Please print only the top portion of the entries below, ending with the line that contains "a single place.", exactly as written.

• **DATA FOR REVIEW**:
==================================================

//! Consensus engine facade
//!
//! The single entry point callers wire into their workflow. Each `start_*`
//! method spawns the corresponding use case onto the runtime and fires the
//! caller's continuation only when the run actually reached an approval:
//! aborted, errored, and skipped runs return without invoking it, so a
//! stopped task can never advance its workflow.

use crate::config::ConsensusConfig;
use crate::locks::MeetingLocks;
use crate::ports::directory::TaskDirectory;
use crate::ports::llm_gateway::OneShotGateway;
use crate::ports::minutes::MinutesRecorder;
use crate::ports::presence::PresenceTracker;
use crate::use_cases::{
    PlannedApprovalInput, PlannedApprovalUseCase, PlannedRun, ReviewConsensusInput,
    ReviewConsensusUseCase,
};
use council_domain::{ReviewOutcome, StanceClassifier};
use std::sync::Arc;
use tokio::task::JoinHandle;
use tracing::info;

/// Facade wiring both consensus protocols over one shared lock set
pub struct ConsensusEngine<G: OneShotGateway + 'static> {
    review: Arc<ReviewConsensusUseCase<G>>,
    planned: Arc<PlannedApprovalUseCase<G>>,
}

impl<G: OneShotGateway + 'static> ConsensusEngine<G> {
    pub fn new(
        gateway: Arc<G>,
        minutes: Arc<dyn MinutesRecorder>,
        presence: Arc<dyn PresenceTracker>,
        directory: Arc<dyn TaskDirectory>,
        classifier: Arc<dyn StanceClassifier>,
        config: ConsensusConfig,
    ) -> Self {
        // One lock set across both variants keeps the review/planned
        // namespaces in a single place.
        let locks = MeetingLocks::new();
        Self {
            review: Arc::new(ReviewConsensusUseCase::new(
                Arc::clone(&gateway),
                Arc::clone(&minutes),
                Arc::clone(&presence),
                Arc::clone(&directory),
                Arc::clone(&classifier),
                locks.clone(),
                config.clone(),
            )),
            planned: Arc::new(PlannedApprovalUseCase::new(
                gateway,
                minutes,
                presence,
                directory,
                classifier,
                locks,
                config,
            )),
        }
    }

    /// Start a review consensus in the background.
    ///
    /// `on_approved` fires for `Approved` and `ForcedApproval` outcomes
    /// only, after the meeting is fully finalized.
    pub fn start_review_consensus<F>(
        &self,
        input: ReviewConsensusInput,
        on_approved: F,
    ) -> JoinHandle<ReviewOutcome>
    where
        F: FnOnce() + Send + 'static,
    {
        let use_case = Arc::clone(&self.review);
        tokio::spawn(async move {
            let task_id = input.task_id.clone();
            let outcome = use_case.execute(input).await;
            if outcome.is_approval() {
                info!(task = %task_id, outcome = %outcome, "review approved; firing continuation");
                on_approved();
            }
            outcome
        })
    }

    /// Start a planned (kickoff) approval in the background.
    ///
    /// `on_approved` receives the capped action items on every completed
    /// run, holds included; it is skipped for aborted and errored runs.
    pub fn start_planned_approval<F>(
        &self,
        input: PlannedApprovalInput,
        on_approved: F,
    ) -> JoinHandle<PlannedRun>
    where
        F: FnOnce(Vec<String>) + Send + 'static,
    {
        let use_case = Arc::clone(&self.planned);
        tokio::spawn(async move {
            let task_id = input.task_id.clone();
            let run = use_case.execute(input).await;
            if let PlannedRun::Completed(outcome) = &run {
                info!(
                    task = %task_id,
                    items = outcome.plan_items.len(),
                    "kickoff approved; firing continuation"
                );
                on_approved(outcome.plan_items.clone());
            }
            run
        })
    }
}
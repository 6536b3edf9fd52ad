//! Scenario files
//!
//! A scenario is a TOML description of the task and its leaders, used to
//! seed the in-memory directory when the engine runs standalone.

use anyhow::{Context, Result};
use council_application::ports::directory::{TaskExternalStatus, TaskRecord};
use council_domain::{Department, Leader};
use council_infrastructure::InMemoryDirectory;
use serde::Deserialize;
use std::path::Path;

/// Root of a scenario file
#[derive(Debug, Deserialize)]
pub struct Scenario {
    pub task: TaskSection,
    #[serde(default)]
    pub leaders: Vec<LeaderSection>,
}

/// `[task]` section
#[derive(Debug, Deserialize)]
pub struct TaskSection {
    pub id: String,
    #[serde(default = "default_project")]
    pub project: String,
    pub title: String,
    #[serde(default)]
    pub description: String,
    pub department: String,
    #[serde(default)]
    pub subtask_departments: Vec<String>,
}

fn default_project() -> String {
    "default".to_string()
}

/// One `[[leaders]]` entry
#[derive(Debug, Deserialize)]
pub struct LeaderSection {
    pub id: String,
    pub department: String,
    #[serde(default)]
    pub display_name: Option<String>,
}

impl Scenario {
    pub fn load(path: &Path) -> Result<Self> {
        let text = std::fs::read_to_string(path)
            .with_context(|| format!("reading scenario file {}", path.display()))?;
        toml::from_str(&text).with_context(|| format!("parsing scenario file {}", path.display()))
    }

    /// Seed a fresh directory from this scenario.
    pub fn seed_directory(&self) -> InMemoryDirectory {
        let directory = InMemoryDirectory::new();

        directory.add_task(TaskRecord {
            id: self.task.id.clone(),
            project_id: self.task.project.clone(),
            title: self.task.title.clone(),
            description: self.task.description.clone(),
            department: Department::new(self.task.department.clone()),
            status: TaskExternalStatus::Active,
        });
        for dept in &self.task.subtask_departments {
            directory.add_subtask_department(&self.task.id, Department::new(dept.clone()));
        }

        for leader in &self.leaders {
            let display_name = leader.display_name.clone().unwrap_or_else(|| leader.id.clone());
            directory.add_leader(Leader::new(
                leader.id.clone(),
                Department::new(leader.department.clone()),
                display_name,
            ));
        }

        directory
    }
}
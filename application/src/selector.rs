//! Leader resolution
//!
//! Resolves the ordered participant set for a task: one planning lead
//! plus zero or more department leaders. Honors manual-assignment
//! overrides and widens to all active leaders when too few can be
//! detected, so approval reflects genuine multi-party input.

use crate::ports::directory::{AssignmentMode, TaskDirectory};
use council_domain::{Department, Leader};
use std::collections::HashSet;
use std::sync::Arc;
use tracing::debug;

/// Keyword → department inference table for automatic assignment
const DEPARTMENT_KEYWORDS: &[(&str, &str)] = &[
    ("api", "backend"),
    ("server", "backend"),
    ("database", "backend"),
    ("migration", "backend"),
    ("endpoint", "backend"),
    ("ui", "frontend"),
    ("screen", "frontend"),
    ("page", "frontend"),
    ("layout", "frontend"),
    ("画面", "frontend"),
    ("test", "qa"),
    ("regression", "qa"),
    ("bug", "qa"),
    ("テスト", "qa"),
    ("deploy", "infra"),
    ("pipeline", "infra"),
    ("docker", "infra"),
    ("デプロイ", "infra"),
];

/// Options for one resolution pass
#[derive(Debug, Clone)]
pub struct SelectorOptions {
    /// Widen to all active leaders below this participant count
    pub min_quorum: usize,
}

impl Default for SelectorOptions {
    fn default() -> Self {
        Self { min_quorum: 2 }
    }
}

/// Resolves the ordered leader set for a task
pub struct LeaderSelector {
    directory: Arc<dyn TaskDirectory>,
}

impl LeaderSelector {
    pub fn new(directory: Arc<dyn TaskDirectory>) -> Self {
        Self { directory }
    }

    /// Resolve leaders for a task.
    ///
    /// A missing task yields an empty set — a valid "no consensus needed"
    /// signal, not an error. The planning lead is first when present;
    /// departments without a current leader are skipped.
    pub async fn resolve(
        &self,
        task_id: &str,
        fallback_department: &Department,
        opts: &SelectorOptions,
    ) -> Vec<Leader> {
        let Some(task) = self.directory.task(task_id).await else {
            debug!(task_id, "task not found; no consensus needed");
            return Vec::new();
        };

        let mode = self.directory.assignment_mode(&task.project_id).await;
        let leaders = match mode {
            AssignmentMode::Manual => {
                // Manual picks are authoritative: no inference, no widening
                let mut leaders = self.resolve_manual(task_id).await;
                self.prepend_planning_lead(&mut leaders).await;
                leaders
            }
            AssignmentMode::Automatic => {
                let mut departments = vec![task.department.clone()];
                if task.department.as_str().is_empty() {
                    departments[0] = fallback_department.clone();
                }
                departments.extend(self.directory.subtask_departments(task_id).await);
                departments.extend(infer_departments(&task.title, &task.description));

                let mut leaders = self.leaders_for_departments(&departments).await;
                self.prepend_planning_lead(&mut leaders).await;

                if leaders.len() < opts.min_quorum {
                    debug!(
                        task_id,
                        resolved = leaders.len(),
                        min_quorum = opts.min_quorum,
                        "below quorum; widening to all active leaders"
                    );
                    let mut widened = self.directory.active_leaders().await;
                    self.prepend_planning_lead(&mut widened).await;
                    if widened.len() > leaders.len() {
                        leaders = widened;
                    }
                }
                leaders
            }
        };

        dedupe_by_id(leaders)
    }

    /// Manual-assignment projects: leaders are exactly the distinct
    /// departments of manually assigned agents.
    async fn resolve_manual(&self, task_id: &str) -> Vec<Leader> {
        let assigned = self.directory.assigned_agents(task_id).await;
        let mut seen = HashSet::new();
        let mut departments = Vec::new();
        for agent in &assigned {
            if seen.insert(agent.department.clone()) {
                departments.push(agent.department.clone());
            }
        }
        self.leaders_for_departments(&departments).await
    }

    async fn leaders_for_departments(&self, departments: &[Department]) -> Vec<Leader> {
        let mut leaders = Vec::new();
        let mut seen = HashSet::new();
        for dept in departments {
            if !seen.insert(dept.clone()) {
                continue;
            }
            // Missing leader for a department: skip, not an error
            if let Some(leader) = self.directory.leader_for(dept).await {
                leaders.push(leader);
            }
        }
        leaders
    }

    async fn prepend_planning_lead(&self, leaders: &mut Vec<Leader>) {
        if leaders.iter().any(|l| l.is_planning_lead()) {
            // Keep the planning lead first
            if let Some(pos) = leaders.iter().position(|l| l.is_planning_lead())
                && pos > 0
            {
                let lead = leaders.remove(pos);
                leaders.insert(0, lead);
            }
            return;
        }
        if let Some(lead) = self.directory.leader_for(&Department::planning()).await {
            leaders.insert(0, lead);
        }
    }
}

/// Infer relevant departments from free text.
fn infer_departments(title: &str, description: &str) -> Vec<Department> {
    let haystack = format!("{} {}", title, description).to_lowercase();
    let mut seen = HashSet::new();
    let mut departments = Vec::new();
    for (keyword, department) in DEPARTMENT_KEYWORDS {
        if haystack.contains(keyword) && seen.insert(*department) {
            departments.push(Department::new(*department));
        }
    }
    departments
}

/// Deduplicate leaders by id, keeping the earliest position.
fn dedupe_by_id(leaders: Vec<Leader>) -> Vec<Leader> {
    let mut seen = HashSet::new();
    leaders
        .into_iter()
        .filter(|l| seen.insert(l.id.clone()))
        .collect()
}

==================================================

• **WRITTEN ANSWER**:
//! Consensus engine facade
//!
//! The single entry point callers wire into their workflow. Each `start_*`
//! method spawns the corresponding use case onto the runtime and fires the
//! caller's continuation only when the run actually reached an approval:
//! aborted, errored, and skipped runs return without invoking it, so a
//! stopped task can never advance its workflow.

use crate::config::ConsensusConfig;
use crate::locks::MeetingLocks;
use crate::ports::directory::TaskDirectory;
use crate::ports::llm_gateway::OneShotGateway;
use crate::ports::minutes::MinutesRecorder;
use crate::ports::presence::PresenceTracker;
use crate::use_cases::{
    PlannedApprovalInput, PlannedApprovalUseCase, PlannedRun, ReviewConsensusInput,
    ReviewConsensusUseCase,
};
use council_domain::{ReviewOutcome, StanceClassifier};
use std::sync::Arc;
use tokio::task::JoinHandle;
use tracing::info;

/// Facade wiring both consensus protocols over one shared lock set
pub struct ConsensusEngine<G: OneShotGateway + 'static> {
    review: Arc<ReviewConsensusUseCase<G>>,
    planned: Arc<PlannedApprovalUseCase<G>>,
}

impl<G: OneShotGateway + 'static> ConsensusEngine<G> {
    pub fn new(
        gateway: Arc<G>,
        minutes: Arc<dyn MinutesRecorder>,
        presence: Arc<dyn PresenceTracker>,
        directory: Arc<dyn TaskDirectory>,
        classifier: Arc<dyn StanceClassifier>,
        config: ConsensusConfig,
    ) -> Self {
        // One lock set across both variants keeps the review/planned
        // namespaces in a single place.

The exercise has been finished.